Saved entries
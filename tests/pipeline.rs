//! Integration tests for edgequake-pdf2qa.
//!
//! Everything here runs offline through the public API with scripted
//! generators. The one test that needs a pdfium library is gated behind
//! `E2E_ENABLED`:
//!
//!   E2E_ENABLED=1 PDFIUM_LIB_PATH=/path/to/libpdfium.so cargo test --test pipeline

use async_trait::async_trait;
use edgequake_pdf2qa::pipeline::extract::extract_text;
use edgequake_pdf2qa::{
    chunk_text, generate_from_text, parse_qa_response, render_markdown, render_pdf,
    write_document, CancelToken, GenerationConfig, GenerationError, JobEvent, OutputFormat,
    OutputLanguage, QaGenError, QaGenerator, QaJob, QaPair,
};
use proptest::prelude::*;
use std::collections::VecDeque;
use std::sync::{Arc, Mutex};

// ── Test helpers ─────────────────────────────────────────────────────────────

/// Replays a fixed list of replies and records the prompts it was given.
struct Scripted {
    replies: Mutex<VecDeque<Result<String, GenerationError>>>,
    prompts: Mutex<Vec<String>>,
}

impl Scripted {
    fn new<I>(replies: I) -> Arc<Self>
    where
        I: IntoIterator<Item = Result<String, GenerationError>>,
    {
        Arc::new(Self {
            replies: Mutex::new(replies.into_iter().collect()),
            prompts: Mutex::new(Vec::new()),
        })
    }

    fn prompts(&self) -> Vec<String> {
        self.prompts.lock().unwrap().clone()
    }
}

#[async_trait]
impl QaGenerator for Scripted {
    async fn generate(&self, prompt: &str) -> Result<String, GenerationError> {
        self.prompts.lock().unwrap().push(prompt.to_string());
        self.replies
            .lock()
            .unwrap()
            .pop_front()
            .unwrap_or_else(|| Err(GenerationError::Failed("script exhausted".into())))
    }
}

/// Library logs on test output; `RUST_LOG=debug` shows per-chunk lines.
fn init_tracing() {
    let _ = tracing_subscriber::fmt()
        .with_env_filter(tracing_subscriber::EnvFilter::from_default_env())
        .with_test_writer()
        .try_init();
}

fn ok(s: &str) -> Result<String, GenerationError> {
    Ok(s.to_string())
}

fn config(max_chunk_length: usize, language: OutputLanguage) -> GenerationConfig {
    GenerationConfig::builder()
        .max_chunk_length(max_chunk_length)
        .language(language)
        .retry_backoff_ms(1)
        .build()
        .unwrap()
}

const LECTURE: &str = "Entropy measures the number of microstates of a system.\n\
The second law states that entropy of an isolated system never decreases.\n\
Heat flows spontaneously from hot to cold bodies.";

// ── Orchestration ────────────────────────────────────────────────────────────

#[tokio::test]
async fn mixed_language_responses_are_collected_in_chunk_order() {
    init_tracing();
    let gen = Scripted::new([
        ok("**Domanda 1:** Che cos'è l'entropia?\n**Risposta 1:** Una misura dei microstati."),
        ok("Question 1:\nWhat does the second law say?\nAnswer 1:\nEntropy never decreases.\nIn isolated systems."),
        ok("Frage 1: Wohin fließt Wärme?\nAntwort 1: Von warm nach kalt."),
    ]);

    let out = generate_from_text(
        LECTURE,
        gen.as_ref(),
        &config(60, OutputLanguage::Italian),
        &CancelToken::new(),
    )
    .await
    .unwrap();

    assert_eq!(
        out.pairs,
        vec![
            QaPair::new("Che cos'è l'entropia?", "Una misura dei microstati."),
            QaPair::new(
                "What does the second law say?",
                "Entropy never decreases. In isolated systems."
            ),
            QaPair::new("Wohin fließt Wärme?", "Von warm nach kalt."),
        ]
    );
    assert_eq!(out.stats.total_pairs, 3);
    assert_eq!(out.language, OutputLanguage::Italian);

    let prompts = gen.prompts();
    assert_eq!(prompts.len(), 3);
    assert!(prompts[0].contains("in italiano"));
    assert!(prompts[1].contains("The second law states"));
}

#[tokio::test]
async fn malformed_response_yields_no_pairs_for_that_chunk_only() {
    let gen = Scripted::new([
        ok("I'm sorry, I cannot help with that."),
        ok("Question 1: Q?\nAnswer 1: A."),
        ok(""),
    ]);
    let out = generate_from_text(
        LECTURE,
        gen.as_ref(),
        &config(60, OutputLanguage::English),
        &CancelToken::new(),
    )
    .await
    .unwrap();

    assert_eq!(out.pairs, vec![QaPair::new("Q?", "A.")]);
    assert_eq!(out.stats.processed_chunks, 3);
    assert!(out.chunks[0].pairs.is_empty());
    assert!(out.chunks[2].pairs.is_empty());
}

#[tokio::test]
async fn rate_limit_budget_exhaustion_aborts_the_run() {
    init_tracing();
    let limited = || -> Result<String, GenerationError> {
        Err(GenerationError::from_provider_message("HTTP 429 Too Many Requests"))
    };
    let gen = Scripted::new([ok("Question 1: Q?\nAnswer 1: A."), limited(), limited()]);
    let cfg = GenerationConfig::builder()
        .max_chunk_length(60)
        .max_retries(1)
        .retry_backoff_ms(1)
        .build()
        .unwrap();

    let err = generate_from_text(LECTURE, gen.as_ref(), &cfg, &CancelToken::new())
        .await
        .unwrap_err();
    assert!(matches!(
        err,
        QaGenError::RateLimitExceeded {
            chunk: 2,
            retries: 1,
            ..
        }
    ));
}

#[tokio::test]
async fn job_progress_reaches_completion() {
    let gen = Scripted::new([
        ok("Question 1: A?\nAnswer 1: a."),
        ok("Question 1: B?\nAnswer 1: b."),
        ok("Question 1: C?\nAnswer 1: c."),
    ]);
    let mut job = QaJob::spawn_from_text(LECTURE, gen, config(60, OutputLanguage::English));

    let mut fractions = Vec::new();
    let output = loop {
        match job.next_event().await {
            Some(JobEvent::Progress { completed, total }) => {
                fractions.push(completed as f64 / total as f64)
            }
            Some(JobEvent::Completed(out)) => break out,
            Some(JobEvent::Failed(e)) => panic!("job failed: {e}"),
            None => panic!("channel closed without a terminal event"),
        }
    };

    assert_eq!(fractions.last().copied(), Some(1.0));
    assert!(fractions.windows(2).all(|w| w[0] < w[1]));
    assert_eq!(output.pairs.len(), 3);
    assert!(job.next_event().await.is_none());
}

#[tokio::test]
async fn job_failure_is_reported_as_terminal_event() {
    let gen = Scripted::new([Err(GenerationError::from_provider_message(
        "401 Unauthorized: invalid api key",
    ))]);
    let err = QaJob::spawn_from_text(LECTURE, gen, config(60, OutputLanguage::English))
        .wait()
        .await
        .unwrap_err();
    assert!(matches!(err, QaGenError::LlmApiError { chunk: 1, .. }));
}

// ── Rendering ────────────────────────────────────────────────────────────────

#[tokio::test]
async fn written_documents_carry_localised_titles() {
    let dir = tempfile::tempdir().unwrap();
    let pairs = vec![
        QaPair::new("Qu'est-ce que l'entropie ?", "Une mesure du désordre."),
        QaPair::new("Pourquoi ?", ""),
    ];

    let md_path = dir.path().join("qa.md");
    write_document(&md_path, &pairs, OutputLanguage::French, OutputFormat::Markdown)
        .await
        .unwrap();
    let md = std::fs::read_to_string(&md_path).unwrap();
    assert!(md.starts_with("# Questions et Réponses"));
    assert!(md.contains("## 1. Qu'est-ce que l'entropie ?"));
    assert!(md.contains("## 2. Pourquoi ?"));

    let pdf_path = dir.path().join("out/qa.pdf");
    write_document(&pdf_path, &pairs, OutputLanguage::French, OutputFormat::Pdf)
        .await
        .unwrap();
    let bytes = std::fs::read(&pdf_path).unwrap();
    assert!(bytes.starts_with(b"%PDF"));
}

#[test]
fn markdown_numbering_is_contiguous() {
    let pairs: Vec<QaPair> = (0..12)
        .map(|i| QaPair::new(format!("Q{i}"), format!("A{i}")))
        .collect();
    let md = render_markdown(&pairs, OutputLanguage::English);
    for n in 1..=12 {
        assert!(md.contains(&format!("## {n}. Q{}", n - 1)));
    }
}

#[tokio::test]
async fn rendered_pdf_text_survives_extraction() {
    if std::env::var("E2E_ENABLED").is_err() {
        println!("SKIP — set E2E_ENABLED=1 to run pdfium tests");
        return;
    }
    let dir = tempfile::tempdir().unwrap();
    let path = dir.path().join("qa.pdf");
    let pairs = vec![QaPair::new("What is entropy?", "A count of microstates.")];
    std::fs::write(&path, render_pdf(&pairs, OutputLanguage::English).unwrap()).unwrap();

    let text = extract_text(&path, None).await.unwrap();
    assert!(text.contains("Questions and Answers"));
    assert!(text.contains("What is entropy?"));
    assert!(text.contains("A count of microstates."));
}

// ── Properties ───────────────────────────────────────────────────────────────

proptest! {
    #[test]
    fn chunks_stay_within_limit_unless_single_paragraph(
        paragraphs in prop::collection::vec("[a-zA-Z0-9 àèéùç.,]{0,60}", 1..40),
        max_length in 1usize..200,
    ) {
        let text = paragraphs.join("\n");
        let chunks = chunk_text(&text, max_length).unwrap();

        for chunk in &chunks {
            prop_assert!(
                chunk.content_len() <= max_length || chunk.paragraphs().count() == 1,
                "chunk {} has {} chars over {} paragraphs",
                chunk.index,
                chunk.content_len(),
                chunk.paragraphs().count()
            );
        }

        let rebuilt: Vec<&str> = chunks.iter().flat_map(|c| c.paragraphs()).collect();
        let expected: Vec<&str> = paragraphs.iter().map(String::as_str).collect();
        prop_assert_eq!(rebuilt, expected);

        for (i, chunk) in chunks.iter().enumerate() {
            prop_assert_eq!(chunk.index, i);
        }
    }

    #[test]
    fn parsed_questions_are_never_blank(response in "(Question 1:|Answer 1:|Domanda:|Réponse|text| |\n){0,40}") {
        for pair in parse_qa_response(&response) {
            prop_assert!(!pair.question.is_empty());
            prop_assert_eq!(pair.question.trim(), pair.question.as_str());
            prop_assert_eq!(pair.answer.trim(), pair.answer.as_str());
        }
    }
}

Your assignment - Report back every line of the entries in which "GenerationConfig" occurs.

Result of this exercise -
    write_document, CancelToken, GenerationConfig, GenerationError, JobEvent, OutputFormat,
fn config(max_chunk_length: usize, language: OutputLanguage) -> GenerationConfig {
    GenerationConfig::builder()
    let cfg = GenerationConfig::builder()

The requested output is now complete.